The Risen Empire and The Killing of Worlds by Scott Westerfield form a space opera duology about a struggle between two powers: an empire ruled by the immortal-after-death Risen and the Rix, cybernetic humans who worship planetary-size AIs. The opening battle is much more “hard science fiction” than anything in Star Wars or Star Trek--and all the more fresh and inventive for it. The Rix, there abilities and goals, are much interesting than the Borg ever were, while filling a similar niche.
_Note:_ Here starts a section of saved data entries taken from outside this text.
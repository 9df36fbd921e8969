// Copyright 2025 Anapaya Systems
//
// Licensed under the Apache License, Version 2.0 (the "License");
// you may not use this file except in compliance with the License.
// You may obtain a copy of the License at
//
//   http://www.apache.org/licenses/LICENSE-2.0
//
// Unless required by applicable law or agreed to in writing, software
// distributed under the License is distributed on an "AS IS" BASIS,
// WITHOUT WARRANTIES OR CONDITIONS OF ANY KIND, either express or implied.
// See the License for the specific language governing permissions and
// limitations under the License.

//! Daemon configuration.
//!
//! The configuration is read from JSON. Missing fields take their default value and durations
//! are given in milliseconds:
//!
//! ```json
//! {
//!     "isd_as": "1-ff00:0:110",
//!     "mtu": 1400,
//!     "default_paths_timeout_ms": 10000
//! }
//! ```

use std::{path::Path, time::Duration};

use colibri_proto::address::IsdAsn;
use serde::{Deserialize, Serialize};

/// Errors when loading the configuration.
#[derive(Debug, thiserror::Error)]
pub enum ConfigError {
    /// The file could not be read.
    #[error("reading config file {path}: {source}")]
    Io {
        /// File that could not be read.
        path: String,
        /// Underlying error.
        source: std::io::Error,
    },
    /// The content is not valid JSON or does not match the schema.
    #[error("parsing config: {0}")]
    Parse(#[from] serde_json::Error),
    /// The values are inconsistent.
    #[error("invalid config: {0}")]
    Invalid(&'static str),
}

/// Daemon configuration.
#[derive(Debug, Clone, PartialEq, Eq, Serialize, Deserialize)]
#[serde(default, deny_unknown_fields)]
pub struct DaemonConfig {
    /// Local ISD-AS.
    pub isd_as: IsdAsn,
    /// MTU of the local AS.
    pub mtu: u16,
    /// Timeout of a paths request without deadline.
    #[serde(rename = "default_paths_timeout_ms", with = "duration_ms")]
    pub default_paths_timeout: Duration,
    /// A background path fetch is started only if the request deadline is at most this far
    /// away.
    #[serde(rename = "background_refresh_window_ms", with = "duration_ms")]
    pub background_refresh_window: Duration,
    /// Timeout of a background path fetch.
    #[serde(rename = "background_timeout_ms", with = "duration_ms")]
    pub background_timeout: Duration,
}

impl Default for DaemonConfig {
    fn default() -> Self {
        DaemonConfig {
            isd_as: IsdAsn::ZERO,
            mtu: 1472,
            default_paths_timeout: Duration::from_secs(10),
            background_refresh_window: Duration::from_secs(5),
            background_timeout: Duration::from_secs(5),
        }
    }
}

impl DaemonConfig {
    /// Parses and validates a JSON configuration.
    pub fn from_json_str(s: &str) -> Result<Self, ConfigError> {
        let config: DaemonConfig = serde_json::from_str(s)?;
        config.validate()?;
        Ok(config)
    }

    /// Reads, parses and validates a JSON configuration file.
    pub fn from_json_file(path: impl AsRef<Path>) -> Result<Self, ConfigError> {
        let path = path.as_ref();
        let content = std::fs::read_to_string(path).map_err(|source| ConfigError::Io {
            path: path.display().to_string(),
            source,
        })?;
        Self::from_json_str(&content)
    }

    /// Validates the configuration.
    pub fn validate(&self) -> Result<(), ConfigError> {
        if self.default_paths_timeout.is_zero() {
            return Err(ConfigError::Invalid(
                "default_paths_timeout must be greater than zero",
            ));
        }
        if self.background_refresh_window > self.default_paths_timeout {
            return Err(ConfigError::Invalid(
                "background_refresh_window must not exceed default_paths_timeout",
            ));
        }
        Ok(())
    }
}

mod duration_ms {
    use std::time::Duration;

    use serde::{Deserialize, Deserializer, Serializer};

    pub fn serialize<S: Serializer>(d: &Duration, serializer: S) -> Result<S::Ok, S::Error> {
        serializer.serialize_u64(d.as_millis() as u64)
    }

    pub fn deserialize<'de, D: Deserializer<'de>>(deserializer: D) -> Result<Duration, D::Error> {
        u64::deserialize(deserializer).map(Duration::from_millis)
    }
}

#[cfg(test)]
mod tests {
    use super::*;

    #[test]
    fn should_fill_in_defaults() {
        let config = DaemonConfig::from_json_str(r#"{ "isd_as": "1-ff00:0:110" }"#).unwrap();
        assert_eq!(config.isd_as, "1-ff00:0:110".parse().unwrap());
        assert_eq!(config.mtu, 1472);
        assert_eq!(config.default_paths_timeout, Duration::from_secs(10));
        assert_eq!(config.background_refresh_window, Duration::from_secs(5));
        assert_eq!(config.background_timeout, Duration::from_secs(5));
    }

    #[test]
    fn should_read_durations_in_milliseconds() {
        let config = DaemonConfig::from_json_str(
            r#"{
                "isd_as": "1-ff00:0:110",
                "mtu": 1400,
                "default_paths_timeout_ms": 2500,
                "background_refresh_window_ms": 1000,
                "background_timeout_ms": 750
            }"#,
        )
        .unwrap();
        assert_eq!(config.mtu, 1400);
        assert_eq!(config.default_paths_timeout, Duration::from_millis(2500));
        assert_eq!(config.background_refresh_window, Duration::from_secs(1));
        assert_eq!(config.background_timeout, Duration::from_millis(750));
    }

    #[test]
    fn should_reject_inconsistent_values() {
        let err = DaemonConfig::from_json_str(r#"{ "default_paths_timeout_ms": 0 }"#).unwrap_err();
        assert!(matches!(err, ConfigError::Invalid(_)));

        let err = DaemonConfig::from_json_str(
            r#"{ "default_paths_timeout_ms": 1000, "background_refresh_window_ms": 2000 }"#,
        )
        .unwrap_err();
        assert!(matches!(err, ConfigError::Invalid(_)));
    }

    #[test]
    fn should_reject_malformed_input() {
        assert!(matches!(
            DaemonConfig::from_json_str(r#"{ "isd_as": "not-an-ia" }"#),
            Err(ConfigError::Parse(_))
        ));
        assert!(matches!(
            DaemonConfig::from_json_str(r#"{ "unknown": 1 }"#),
            Err(ConfigError::Parse(_))
        ));
        assert!(matches!(
            DaemonConfig::from_json_file("/nonexistent/daemon.json"),
            Err(ConfigError::Io { .. })
        ));
    }
}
Diaspora by Greg Egan is less of an action narrative and not as immediately gameable, but has plenty of interesting elements. In the far future, when the solar system is inhabited by post-humans, a cosmic catastrophe endangers all life. The digital citizens of one polis hatch a plan to escape--to higher order dimensions! Probably the most gameable bits here are the different clades of post-humanity and their societies: the digital polis citizens, the robotic gleisners, the devolved dream-apes.
The Quantum Thief by Hannu Rajaniemi sits between these two. It’s got a bit of Diaspora’s heavy science flights of fancy and post-human setting, but more of the Succession duology’s action and conflict. Jean le Flambleur, the greatest thief in the solar system, is busted out of prison by an Oortian warrior and her intelligent ship. The Oortian’s master has a job for le Flambleur, but first the thief has to retreive his own memories from a moving city on Mars--and match wits with a young consulting detective to do so. The various societies of Rajaniemi’s future are exotic and the technologies presented are really evocative.